Jean Pierre Siméon, directeur artistique du Printemps des Poètes, disait qu'on ne peut aimer un poème que comme on aime une personne : non pas parce qu'elle fait telle taille ou tel poids, mais à cause de quelque chose de plus diffus et de moins rationnel : une silhouette, un regard, ses mystères, et surtout ses mystères...
Ces mots semblent à merveille s'appliquer à la photographie. Ce qui fait une grande photo, c'est bien sûr sa composition, son sujet, ses couleurs, sa lumière mais surtout c'est le mystère qui s'en dégage et qui nous frappe.
Ce mystère qui échappe, résiste à la formulation, au langage, c'est cette étincelle dans le regard qui fait que la personne photographiée paraît vivante face à nous, c'est aussi cette perspective qui fait que le paysage que nous contemplons semble prêt à nous absorber tête la première.
Analyser les composantes de la photographie que nous regardons n'est que le premier stade de la compréhension, et il y a un au-delà que les mots et la description n'arriveront jamais à représenter, ni même à capter.
Jean Pierre Siméon concluait en disant du poème comme de la personne aimée : L'aimerait-on toujours si il/elle n'avait plus de mystères pour nous ?

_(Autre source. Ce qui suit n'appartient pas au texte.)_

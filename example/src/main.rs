use std::error::Error;

use robot::{Robot, RobotConfig};
use robot_command::robot::start_robot;

mod commands;
mod robot;
mod subsystems;

static CONFIG: &str = include_str!("../robot.toml");

fn main() -> Result<(), Box<dyn Error>> {
    tracing_subscriber::fmt()
        .with_max_level(tracing::Level::DEBUG)
        .init();

    let config: RobotConfig = toml::from_str(CONFIG)?;
    let robot = Robot::new(config)?;
    start_robot(robot)
}
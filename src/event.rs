use core::cell::{Cell, RefCell};
use std::rc::Rc;

use crate::command::trigger::Trigger;
use crate::Scheduler;

/// A set of callbacks polled once per control-loop iteration, before the
/// scheduler tick. Callbacks get the scheduler so they can submit or cancel
/// commands in response to input.
#[derive(Default)]
pub struct EventLoop {
    events: Vec<Box<dyn FnMut(&mut Scheduler)>>,
}

impl EventLoop {
    /// Add an event to run when the loop is polled.
    pub fn bind(&mut self, action: impl FnMut(&mut Scheduler) + 'static) {
        self.events.push(Box::new(action));
    }

    pub fn poll(&mut self, scheduler: &mut Scheduler) {
        for event in self.events.iter_mut() {
            event(scheduler);
        }
    }

    pub fn clear(&mut self) {
        self.events.clear();
    }
}

/// A boolean signal sampled every poll, with edge and combinator helpers.
pub struct BooleanEvent {
    event_loop: Rc<RefCell<EventLoop>>,
    state: Rc<Cell<bool>>,
}

impl BooleanEvent {
    pub fn new(
        event_loop: Rc<RefCell<EventLoop>>,
        mut signal: impl FnMut() -> bool + 'static,
    ) -> Self {
        let state = Rc::new(Cell::new(signal()));
        event_loop.borrow_mut().bind({
            let state = state.clone();
            move |_| {
                state.set(signal());
            }
        });
        Self { event_loop, state }
    }

    pub fn current_state(&self) -> bool {
        self.state.get()
    }

    pub fn if_high(&self, mut action: impl FnMut(&mut Scheduler) + 'static) {
        let state = self.state.clone();
        self.event_loop.borrow_mut().bind(move |scheduler| {
            if state.get() {
                action(scheduler);
            }
        });
    }

    pub fn rising(&self) -> Self {
        let mut previous = self.state.get();
        let state = self.state.clone();

        Self::new(self.event_loop.clone(), move || {
            let present = state.get();
            let is_rising = !previous && present;
            previous = present;
            is_rising
        })
    }

    pub fn falling(&self) -> Self {
        let mut previous = self.state.get();
        let state = self.state.clone();

        Self::new(self.event_loop.clone(), move || {
            let present = state.get();
            let is_falling = previous && !present;
            previous = present;
            is_falling
        })
    }

    pub fn negate(&self) -> Self {
        let state = self.state.clone();
        Self::new(self.event_loop.clone(), move || !state.get())
    }

    pub fn and(&self, other: &Self) -> Self {
        let state = self.state.clone();
        let other_state = other.state.clone();
        Self::new(self.event_loop.clone(), move || {
            state.get() && other_state.get()
        })
    }

    pub fn or(&self, other: &Self) -> Self {
        let state = self.state.clone();
        let other_state = other.state.clone();
        Self::new(self.event_loop.clone(), move || {
            state.get() || other_state.get()
        })
    }

    pub fn as_trigger(&self) -> Trigger {
        let state = self.state.clone();
        Trigger::new_with_loop(self.event_loop.clone(), move || state.get())
    }
}

impl From<BooleanEvent> for Trigger {
    fn from(event: BooleanEvent) -> Self {
        Self::new_with_loop(event.event_loop, move || event.state.get())
    }
}

#[cfg(test)]
mod tests {
    use super::*;

    #[test]
    fn rising_edge_fires_once_per_transition() {
        let event_loop = Rc::new(RefCell::new(EventLoop::default()));
        let mut scheduler = Scheduler::new();
        let signal = Rc::new(Cell::new(false));

        let event = BooleanEvent::new(event_loop.clone(), {
            let signal = signal.clone();
            move || signal.get()
        });
        let fired = Rc::new(Cell::new(0u32));
        event.rising().if_high({
            let fired = fired.clone();
            move |_| fired.set(fired.get() + 1)
        });

        event_loop.borrow_mut().poll(&mut scheduler);
        assert_eq!(fired.get(), 0);
        signal.set(true);
        event_loop.borrow_mut().poll(&mut scheduler);
        event_loop.borrow_mut().poll(&mut scheduler);
        assert_eq!(fired.get(), 1);
        signal.set(false);
        signal.set(true);
        event_loop.borrow_mut().poll(&mut scheduler);
        assert_eq!(fired.get(), 1);
    }

    #[test]
    fn combinators_track_both_signals() {
        let event_loop = Rc::new(RefCell::new(EventLoop::default()));
        let mut scheduler = Scheduler::new();
        let left = Rc::new(Cell::new(true));
        let right = Rc::new(Cell::new(false));

        let left_event = BooleanEvent::new(event_loop.clone(), {
            let left = left.clone();
            move || left.get()
        });
        let right_event = BooleanEvent::new(event_loop.clone(), {
            let right = right.clone();
            move || right.get()
        });
        let both = left_event.and(&right_event);
        let either = left_event.or(&right_event);

        event_loop.borrow_mut().poll(&mut scheduler);
        assert!(!both.current_state());
        assert!(either.current_state());

        right.set(true);
        event_loop.borrow_mut().poll(&mut scheduler);
        assert!(both.current_state());
        assert!(!left_event.negate().current_state());
    }
}
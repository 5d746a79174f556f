use robot_command::subsystem::Subsystem;
use serde::Deserialize;
use tracing::trace;

#[derive(Debug, Clone, Deserialize)]
pub struct DrivetrainConfig {
    pub max_speed: f64,
    pub deadband: f64,
}

/// A simulated tank drivetrain. Real hardware would live behind the same
/// surface: `drive` sets the demand, `periodic` pushes it to the outputs.
#[derive(Debug)]
pub struct Drivetrain {
    config: DrivetrainConfig,
    speed: f64,
    distance: f64,
}

impl Drivetrain {
    pub fn new(config: DrivetrainConfig) -> Self {
        Self {
            config,
            speed: 0.0,
            distance: 0.0,
        }
    }

    pub fn drive(&mut self, speed: f64) {
        self.speed = speed.clamp(-self.config.max_speed, self.config.max_speed);
    }

    pub fn stop(&mut self) {
        self.speed = 0.0;
    }

    pub fn deadband(&self) -> f64 {
        self.config.deadband
    }

    pub fn distance(&self) -> f64 {
        self.distance
    }
}

impl Subsystem for Drivetrain {
    fn name(&self) -> &str {
        "drivetrain"
    }

    fn periodic(&mut self) {
        self.distance += self.speed;
        trace!(speed = self.speed, distance = self.distance, "drivetrain output");
    }
}
pub mod drivetrain;
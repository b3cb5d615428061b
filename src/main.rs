use pathfinder_config::cli::CliHandler;

fn main() {
    let handler = CliHandler::new();

    if let Err(e) = handler.run() {
        eprintln!("❌ Error: {e:#}");
        std::process::exit(1);
    }
}
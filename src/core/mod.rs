// Core domain layer
pub mod models;
pub mod overrides;
pub mod profile;
pub mod services;

pub use models::*;
pub use services::*;
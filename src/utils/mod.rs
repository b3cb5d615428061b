// Shared utilities module
pub mod errors;
pub mod logging;

pub use errors::*;
pub use logging::*;
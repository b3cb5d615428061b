pub mod commands;

pub use commands::*;
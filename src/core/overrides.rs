use std::collections::BTreeMap;
use std::path::{Path, PathBuf};

/// Version label reported for the editor package while local overrides are
/// active.
pub const LOCAL_VERSION_LABEL: &str = "local-version";

/// Package specifiers redirected as a unit when local editor development is
/// enabled, each with its path segments under the checkout root. The
/// `models` and `std` entries resolve into the blocks package's `src` tree,
/// one level deeper than the package roots.
const OVERRIDE_SPECIFIERS: [(&str, &[&str]); 5] = [
    ("@blocksuite/editor", &["packages", "editor"]),
    ("@blocksuite/blocks/models", &["packages", "blocks", "src", "models"]),
    ("@blocksuite/blocks/std", &["packages", "blocks", "src", "std"]),
    ("@blocksuite/blocks", &["packages", "blocks"]),
    ("@blocksuite/store", &["packages", "store"]),
];

/// Outcome of resolving the local editor checkout path.
#[derive(Debug, Clone, PartialEq, Eq)]
pub struct LocalOverrides {
    pub enabled: bool,
    pub table: BTreeMap<String, PathBuf>,
    pub editor_version: String,
}

/// Decide whether local editor development is active and, if so, build the
/// full specifier table.
///
/// Only an absolute `base` enables overrides; the path is accepted without
/// checking that it exists. The table is all-or-nothing: empty when
/// disabled, all five specifiers when enabled. While enabled, the reported
/// editor version is the `local-version` sentinel instead of the recorded
/// dependency version.
pub fn resolve(base: Option<&str>, editor_dependency_version: &str) -> LocalOverrides {
    let base = base.filter(|path| Path::new(path).is_absolute());

    match base {
        Some(base) => {
            let root = Path::new(base);
            let table = OVERRIDE_SPECIFIERS
                .iter()
                .map(|(specifier, segments)| {
                    let path = segments.iter().fold(root.to_path_buf(), |p, s| p.join(s));
                    (specifier.to_string(), path)
                })
                .collect();

            LocalOverrides {
                enabled: true,
                table,
                editor_version: LOCAL_VERSION_LABEL.to_string(),
            }
        }
        None => LocalOverrides {
            enabled: false,
            table: BTreeMap::new(),
            editor_version: editor_dependency_version.to_string(),
        },
    }
}
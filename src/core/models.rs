use std::collections::BTreeMap;
use std::path::PathBuf;

use serde::{Deserialize, Serialize};

/// Workspace packages the bundler must transpile from source.
pub const TRANSPILE_PACKAGES: [&str; 4] = [
    "@affine/component",
    "@affine/i18n",
    "@affine/datacenter",
    "@toeverything/pathfinder-logger",
];

/// A development-proxy rewrite: requests matching `source` are forwarded to
/// `destination`.
#[derive(Debug, Clone, PartialEq, Eq, Serialize, Deserialize)]
pub struct RewriteRule {
    pub source: String,
    pub destination: String,
}

/// Build toggles surfaced to the bundler host.
#[derive(Debug, Clone, PartialEq, Eq, Serialize, Deserialize)]
#[serde(rename_all = "camelCase")]
pub struct BuildOptions {
    pub browser_source_maps: bool,
    pub strict_mode: bool,
    pub minify: bool,
}

impl Default for BuildOptions {
    fn default() -> Self {
        Self {
            browser_source_maps: true,
            strict_mode: true,
            minify: false,
        }
    }
}

/// Values exposed to the running application at build time.
#[derive(Debug, Clone, PartialEq, Eq, Serialize, Deserialize)]
#[serde(rename_all = "camelCase")]
pub struct PublicRuntimeConfig {
    pub node_env: Option<String>,
    pub project_name: String,
    pub build_date: String,
    pub ci: Option<String>,
    pub version: String,
    pub commit_hash: String,
    pub editor_version: String,
}

/// The assembled bundler configuration. Built once per invocation and never
/// mutated afterwards.
#[derive(Debug, Clone, PartialEq, Eq, Serialize, Deserialize)]
#[serde(rename_all = "camelCase")]
pub struct WebConfig {
    pub effective_profile: String,
    pub proxy_target: String,
    pub rewrites: Vec<RewriteRule>,
    pub overrides: BTreeMap<String, PathBuf>,
    pub transpile_packages: Vec<String>,
    pub base_path: Option<String>,
    pub build: BuildOptions,
    pub public_runtime: PublicRuntimeConfig,
}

Eliott Erwitt, le grand photographe, ne disait pas autre chose quand il affirmait : « Analyser une photo, c'est comme disséquer une grenouille, une fois disséquée, elle est morte... », manière élégante de dire que le mystère d'une grande photo est aussi insondable que le mystère de la vie.
Bonnes photos à tous, et profitez bien du retour des beaux jours.